But it's not necessarily related to frameworks; if you're working with complex enough data structures and you're following a functional approach, you'll need to do similar things sooner than later.

1 comments

I use React.

Why does that require deep clones?

I simply do:

    return {
      ...current
      foo: "bar"
    };
I'm not sure if you're asking why deep copies are useful or something else.

Maybe you're handing over your data to a library developed by someone else and you want to make sure the library cannot mutate your original data, so you opt to pass a deep copy instead.
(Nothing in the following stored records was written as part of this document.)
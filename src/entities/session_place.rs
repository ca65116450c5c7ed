//! SessionPlace entities - Luogo di incontro di una sessione
//!
//! The umbrella row (`session_places`) carries the discriminant; exactly one variant row
//! hangs off it. In memory the pair is an [`ActivePlace`]: the umbrella plus a closed
//! [`PlaceVariant`] whose tag always agrees with the umbrella's `place_type`.

use super::enums::PlaceType;
use chrono::{DateTime, Utc};
use serde::{Deserialize, Serialize};

#[derive(Serialize, Deserialize, Debug, Clone, PartialEq, sqlx::FromRow)]
pub struct SessionPlace {
    pub id: i64,
    pub session_id: i64,
    pub place_type: PlaceType,
    pub created_at: DateTime<Utc>,
    pub updated_at: DateTime<Utc>,
}

#[derive(Serialize, Deserialize, Debug, Clone, PartialEq, sqlx::FromRow)]
pub struct SessionPlaceOnline {
    pub id: i64,
    pub session_place_id: i64,
    pub platform: String,
    pub link: String,
    pub created_at: DateTime<Utc>,
    pub updated_at: DateTime<Utc>,
}

#[derive(Serialize, Deserialize, Debug, Clone, PartialEq, sqlx::FromRow)]
pub struct SessionPlaceGivenVenue {
    pub id: i64,
    pub session_place_id: i64,
    pub name: String,
    pub location: String,
    pub created_at: DateTime<Utc>,
    pub updated_at: DateTime<Utc>,
}

#[derive(Serialize, Deserialize, Debug, Clone, PartialEq, sqlx::FromRow)]
pub struct SessionPlaceMemberHome {
    pub id: i64,
    pub session_place_id: i64,
    pub created_at: DateTime<Utc>,
    pub updated_at: DateTime<Utc>,
}

#[derive(Serialize, Deserialize, Debug, Clone, PartialEq)]
#[serde(tag = "place_type", rename_all = "snake_case")]
pub enum PlaceVariant {
    Online(SessionPlaceOnline),
    GivenVenue(SessionPlaceGivenVenue),
    MemberHome(SessionPlaceMemberHome),
}

impl PlaceVariant {
    pub fn place_type(&self) -> PlaceType {
        match self {
            PlaceVariant::Online(_) => PlaceType::Online,
            PlaceVariant::GivenVenue(_) => PlaceType::GivenVenue,
            PlaceVariant::MemberHome(_) => PlaceType::MemberHome,
        }
    }

    pub fn id(&self) -> i64 {
        match self {
            PlaceVariant::Online(v) => v.id,
            PlaceVariant::GivenVenue(v) => v.id,
            PlaceVariant::MemberHome(v) => v.id,
        }
    }
}

/// The live place of a session: umbrella row plus its matching variant.
#[derive(Serialize, Deserialize, Debug, Clone, PartialEq)]
pub struct ActivePlace {
    pub umbrella: SessionPlace,
    pub variant: PlaceVariant,
}

impl ActivePlace {
    /// Pairs an umbrella with its variant; `None` if the discriminants disagree.
    pub fn new(umbrella: SessionPlace, variant: PlaceVariant) -> Option<Self> {
        if umbrella.place_type != variant.place_type() {
            return None;
        }
        Some(Self { umbrella, variant })
    }

    pub fn place_type(&self) -> PlaceType {
        self.umbrella.place_type
    }
}

#[cfg(test)]
mod tests {
    use super::*;

    fn umbrella(place_type: PlaceType) -> SessionPlace {
        SessionPlace {
            id: 1,
            session_id: 3,
            place_type,
            created_at: Utc::now(),
            updated_at: Utc::now(),
        }
    }

    fn home() -> PlaceVariant {
        PlaceVariant::MemberHome(SessionPlaceMemberHome {
            id: 9,
            session_place_id: 1,
            created_at: Utc::now(),
            updated_at: Utc::now(),
        })
    }

    #[test]
    fn active_place_rejects_mismatched_discriminant() {
        assert!(ActivePlace::new(umbrella(PlaceType::Online), home()).is_none());
        let place = ActivePlace::new(umbrella(PlaceType::MemberHome), home()).unwrap();
        assert_eq!(place.place_type(), PlaceType::MemberHome);
        assert_eq!(place.variant.id(), 9);
    }

    #[test]
    fn variant_serializes_with_its_tag() {
        let json = serde_json::to_value(home()).unwrap();
        assert_eq!(json["place_type"], "member_home");
        assert_eq!(json["session_place_id"], 1);
    }
}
Or maybe you are the author of said library and you want to make sure you preserve the original data so you copy it on input rather than on output.

There are many situations where deep-copying is useful but I agree that you should use the simplest pattern that works for your use-case.

if "current" is a deep object here and contains other objects/arrays, you risk that wherever you are sending this shallow copy will mutate those deeper values and potentially mess things up for the code where "current" came from.

Maybe it's not a situation that comes up often, but it would be fairly hard to debug and guarding yourself against mysterious problems in advance is always neat.

In practice, I think it's easier to use linting and type-systems to prevent other code from mutating you stuff than defensive copying.
You could make the same argument backwards though - many people may find it easier to do deep copies rather than throwing extra software they might not necessarily be familiar with.